Byrd was the 17th player to win for the first time on the PGA Tour this year, shattering the record of 14 first-time winners in 1991.
And don't get the idea these guys are winning tournaments with weak fields that are held the same week as majors or World Golf Championships.
Craig Perks won The Players Championship against the strongest field in golf.
Former Kansas University golfer Matt Gogel won at Pebble Beach. Kevin Sutherland and Craig Parry won World Golf Championships. Bob Burns won at Disney World with none other than Tiger Woods close behind.
Byrd won against a field that had 19 of the top 30 players on the money list.
"There is nothing surprising about any of them," said Chris DiMarco, one of those first-time winners two years ago. "To you guys, they are not household names."
Some of the household names might soon be forgotten.
The Tour Championship starts Thursday at East Lake Golf Club for the top 30 players on the money list. Missing are 14 players who were in the field last year.

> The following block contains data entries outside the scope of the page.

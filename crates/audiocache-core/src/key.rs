//! Cache key derivation.
//!
//! A key is `{hash}.{ext}`: a base-36 rolling hash of the source URL plus the
//! URL's file extension. The same URL always yields the same key, across runs
//! and platforms. Collisions are possible (32-bit hash) and tolerated.

use std::fmt;

/// Extension used when the URL carries no usable one.
pub const DEFAULT_EXTENSION: &str = "mp3";

/// Prefix of every cached file name.
pub const FILE_PREFIX: &str = "audio_cache_";

const MAX_EXTENSION_LEN: usize = 8;

/// Stable identifier for a cached source URL.
#[derive(Debug, Clone, PartialEq, Eq, Hash, PartialOrd, Ord)]
pub struct CacheKey(String);

impl CacheKey {
    /// Derives the key for `url`.
    pub fn derive(url: &str) -> Self {
        let hash = to_base36(rolling_hash(url));
        let extension = file_extension(url).unwrap_or_else(|| DEFAULT_EXTENSION.to_string());
        Self(format!("{}.{}", hash, extension))
    }

    /// The key as used in the index and in sync manifests.
    pub fn as_str(&self) -> &str {
        &self.0
    }

    /// File name of the backing file inside the cache directory.
    pub fn file_name(&self) -> String {
        file_name_for(&self.0)
    }

    pub fn into_string(self) -> String {
        self.0
    }
}

impl fmt::Display for CacheKey {
    fn fmt(&self, f: &mut fmt::Formatter<'_>) -> fmt::Result {
        f.write_str(&self.0)
    }
}

impl AsRef<str> for CacheKey {
    fn as_ref(&self) -> &str {
        &self.0
    }
}

/// File name of the backing file for an already derived key string.
pub fn file_name_for(key: &str) -> String {
    format!("{}{}", FILE_PREFIX, key)
}

/// `h = h * 31 + unit` over UTF-16 code units with 32-bit wrapping, then the
/// absolute value.
fn rolling_hash(input: &str) -> u32 {
    input
        .encode_utf16()
        .fold(0i32, |hash, unit| {
            hash.wrapping_shl(5)
                .wrapping_sub(hash)
                .wrapping_add(i32::from(unit))
        })
        .unsigned_abs()
}

fn to_base36(mut value: u32) -> String {
    const DIGITS: &[u8; 36] = b"0123456789abcdefghijklmnopqrstuvwxyz";

    if value == 0 {
        return "0".to_string();
    }

    let mut out = Vec::with_capacity(7);
    while value > 0 {
        out.push(DIGITS[(value % 36) as usize]);
        value /= 36;
    }
    out.reverse();
    String::from_utf8(out).unwrap_or_default()
}

/// Extension of the last path segment, ignoring query and fragment.
///
/// Returns `None` unless the extension is 1-8 ASCII alphanumerics.
fn file_extension(url: &str) -> Option<String> {
    let without_query = url.split(|c| c == '?' || c == '#').next().unwrap_or("");

    // Skip "scheme://authority" so a bare host never looks like a file name.
    let path = match without_query.find("://") {
        Some(idx) => {
            let rest = &without_query[idx + 3..];
            match rest.find('/') {
                Some(slash) => &rest[slash..],
                None => "",
            }
        }
        None => without_query,
    };

    let segment = path.rsplit('/').next().unwrap_or("");
    let (_, ext) = segment.rsplit_once('.')?;

    if ext.is_empty()
        || ext.len() > MAX_EXTENSION_LEN
        || !ext.chars().all(|c| c.is_ascii_alphanumeric())
    {
        return None;
    }

    Some(ext.to_ascii_lowercase())
}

"You can count about eight guys who you know are going to be here every year," Jeff Sluman said as he stood on the soggy practice range at East Lake. "Five years ago, it was closer to 15 guys."
David Duval, who faced off-course issues throughout the year, did not qualify for the first time since his rookie season in 1995. He is 78th on the money list, one spot behind Mike Weir, the defending champion of the Tour Championship.

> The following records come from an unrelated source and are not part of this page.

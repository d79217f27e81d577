#![allow(dead_code)]

use std::collections::{HashMap, HashSet};
use std::fs;
use std::path::Path;
use std::sync::atomic::{AtomicUsize, Ordering};
use std::sync::{Arc, Condvar, Mutex};
use std::time::Duration;

use audiocache_sdk::remote::{ClientCacheInfo, IntegrityCacheInfo};
use audiocache_sdk::{
    AudioCacheManager, CacheComponents, CacheConfig, Fetcher, FsStorage, IntegrityReport,
    JsonFileIndexStore, ManualClock, RemoteAuthority, SyncAction, SyncManifest,
};
use tempfile::TempDir;

pub const DAY: Duration = Duration::from_secs(24 * 60 * 60);
pub const START_MS: u64 = 1_700_000_000_000;

/// Fetcher that writes `size` zero bytes per URL (default 10) and counts calls.
#[derive(Default)]
pub struct FakeFetcher {
    sizes: Mutex<HashMap<String, u64>>,
    failing: Mutex<HashSet<String>>,
    delay: Mutex<Option<Duration>>,
    calls: AtomicUsize,
}

impl FakeFetcher {
    pub fn new() -> Arc<Self> {
        Arc::new(Self::default())
    }

    pub fn set_size(&self, url: &str, size: u64) {
        self.sizes.lock().unwrap().insert(url.to_string(), size);
    }

    pub fn fail(&self, url: &str) {
        self.failing.lock().unwrap().insert(url.to_string());
    }

    pub fn set_delay(&self, delay: Duration) {
        *self.delay.lock().unwrap() = Some(delay);
    }

    pub fn calls(&self) -> usize {
        self.calls.load(Ordering::SeqCst)
    }
}

impl Fetcher for FakeFetcher {
    fn fetch(&self, url: &str, dest: &Path) -> anyhow::Result<u64> {
        self.calls.fetch_add(1, Ordering::SeqCst);
        if let Some(delay) = *self.delay.lock().unwrap() {
            std::thread::sleep(delay);
        }
        if self.failing.lock().unwrap().contains(url) {
            fs::write(dest, b"partial")?;
            anyhow::bail!("{} unreachable", url);
        }
        let size = self.sizes.lock().unwrap().get(url).copied().unwrap_or(10);
        fs::write(dest, vec![0u8; size as usize])?;
        Ok(size)
    }
}

/// Remote authority returning a scripted manifest. Calls can be held open with
/// [`ScriptedRemote::hold`] until [`ScriptedRemote::release`].
pub struct ScriptedRemote {
    manifest: Mutex<SyncManifest>,
    failure: Mutex<Option<String>>,
    uploads: Mutex<Vec<ClientCacheInfo>>,
    entered: AtomicUsize,
    held: Mutex<bool>,
    released: Condvar,
}

impl ScriptedRemote {
    pub fn new(actions: Vec<SyncAction>) -> Arc<Self> {
        Arc::new(Self {
            manifest: Mutex::new(SyncManifest {
                actions,
                ..Default::default()
            }),
            failure: Mutex::new(None),
            uploads: Mutex::new(Vec::new()),
            entered: AtomicUsize::new(0),
            held: Mutex::new(false),
            released: Condvar::new(),
        })
    }

    pub fn set_manifest(&self, manifest: SyncManifest) {
        *self.manifest.lock().unwrap() = manifest;
    }

    pub fn fail_with(&self, reason: &str) {
        *self.failure.lock().unwrap() = Some(reason.to_string());
    }

    pub fn hold(&self) {
        *self.held.lock().unwrap() = true;
    }

    pub fn release(&self) {
        *self.held.lock().unwrap() = false;
        self.released.notify_all();
    }

    /// Number of manifest round-trips started.
    pub fn round_trips(&self) -> usize {
        self.entered.load(Ordering::SeqCst)
    }

    pub fn wait_for_round_trips(&self, n: usize) {
        for _ in 0..500 {
            if self.round_trips() >= n {
                return;
            }
            std::thread::sleep(Duration::from_millis(2));
        }
        panic!("remote never saw {} round trips", n);
    }

    pub fn last_upload(&self) -> Option<ClientCacheInfo> {
        self.uploads.lock().unwrap().last().cloned()
    }
}

impl RemoteAuthority for ScriptedRemote {
    fn sync_manifest(&self, info: &ClientCacheInfo) -> anyhow::Result<SyncManifest> {
        self.entered.fetch_add(1, Ordering::SeqCst);
        self.uploads.lock().unwrap().push(info.clone());

        let mut held = self.held.lock().unwrap();
        while *held {
            held = self.released.wait(held).unwrap();
        }
        drop(held);

        if let Some(reason) = self.failure.lock().unwrap().clone() {
            anyhow::bail!(reason);
        }
        Ok(self.manifest.lock().unwrap().clone())
    }

    fn validate_integrity(&self, _info: &IntegrityCacheInfo) -> anyhow::Result<IntegrityReport> {
        Ok(IntegrityReport {
            is_valid: true,
            ..Default::default()
        })
    }
}

/// A manager over a real directory, a fake fetcher, and a manual clock.
pub struct Fixture {
    pub dir: TempDir,
    pub fetcher: Arc<FakeFetcher>,
    pub clock: Arc<ManualClock>,
    pub remote: Option<Arc<ScriptedRemote>>,
    pub manager: AudioCacheManager,
}

impl Fixture {
    pub fn new(configure: impl FnOnce(CacheConfig) -> CacheConfig) -> Self {
        Self::build(configure, None)
    }

    pub fn with_remote(
        configure: impl FnOnce(CacheConfig) -> CacheConfig,
        remote: Arc<ScriptedRemote>,
    ) -> Self {
        Self::build(configure, Some(remote))
    }

    fn build(
        configure: impl FnOnce(CacheConfig) -> CacheConfig,
        remote: Option<Arc<ScriptedRemote>>,
    ) -> Self {
        let dir = TempDir::new().unwrap();
        let fetcher = FakeFetcher::new();
        let clock = Arc::new(ManualClock::new(START_MS));
        let config = configure(CacheConfig::new(dir.path().join("audio")));
        let manager = open(&config, fetcher.clone(), clock.clone(), remote.clone());

        Self {
            dir,
            fetcher,
            clock,
            remote,
            manager,
        }
    }

    /// Opens a second manager over the same directory, as a restarted process
    /// would.
    pub fn reopen(&self) -> AudioCacheManager {
        open(
            self.manager.config(),
            self.fetcher.clone(),
            self.clock.clone(),
            self.remote.clone(),
        )
    }
}

pub fn open(
    config: &CacheConfig,
    fetcher: Arc<FakeFetcher>,
    clock: Arc<ManualClock>,
    remote: Option<Arc<ScriptedRemote>>,
) -> AudioCacheManager {
    let storage = FsStorage::new(&config.cache_dir, fetcher).unwrap();
    let mut components = CacheComponents::new(
        Arc::new(storage),
        Arc::new(JsonFileIndexStore::new(config.index_path())),
    )
    .with_clock(clock);
    if let Some(remote) = remote {
        components = components.with_remote(remote);
    }
    AudioCacheManager::with_components(config.clone(), components)
}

Tom Lehman is not playing for the first time since 1993. At No. 51 in the world, he'll have to play well early next year to avoid missing the Masters.
Hal Sutton won in 1998, the first time the Tour Championship was held at East Lake. He's not here, either. Sutton is one of seven Americans who made the Ryder Cup team a year ago, but wasn't good enough to finish in the top 30 on the money list this year.
"Getting into the top 30 used to be no big deal for a 'top player.' Now, I think it's going to get harder and harder," said Davis Love III, who secured his spot in the Tour Championship only two weeks ago. He is 24th on the money list, his lowest spot in nine years.
As for the Ryder Cup?
"You're going to see a bunch of new faces," Love said.
The current Ryder Cup standings for the 2004 matches include the usual suspects Woods, Toms, Phil Mickelson, Jim Furyk. It also has Rich Beem, Chris Riley and Jerry Kelly.
The list will change over the next two years, but don't be surprised if players like Riley, Byrd, Charles Howell III or Pat Perez are at Oakland Hills or if Sutton has to select from among Love, Duval and Lehman for his two captain's picks.
That's what the PGA Tour has been saying all along these guys are good.
With two tournaments left, there have already been 37 winners this year, up five from this time a year ago.
"No one really pays attention to the fact that there's 130 players in the field this week, and it very well could be that there's 100 people who have the ability to win it," Duval said halfway through the Buick Challenge.
"You're having guys who are really clicking on various weeks. They're not making any mistakes. And what that means is you can't, either. You've got to make everything. Because if you don't, you're in trouble."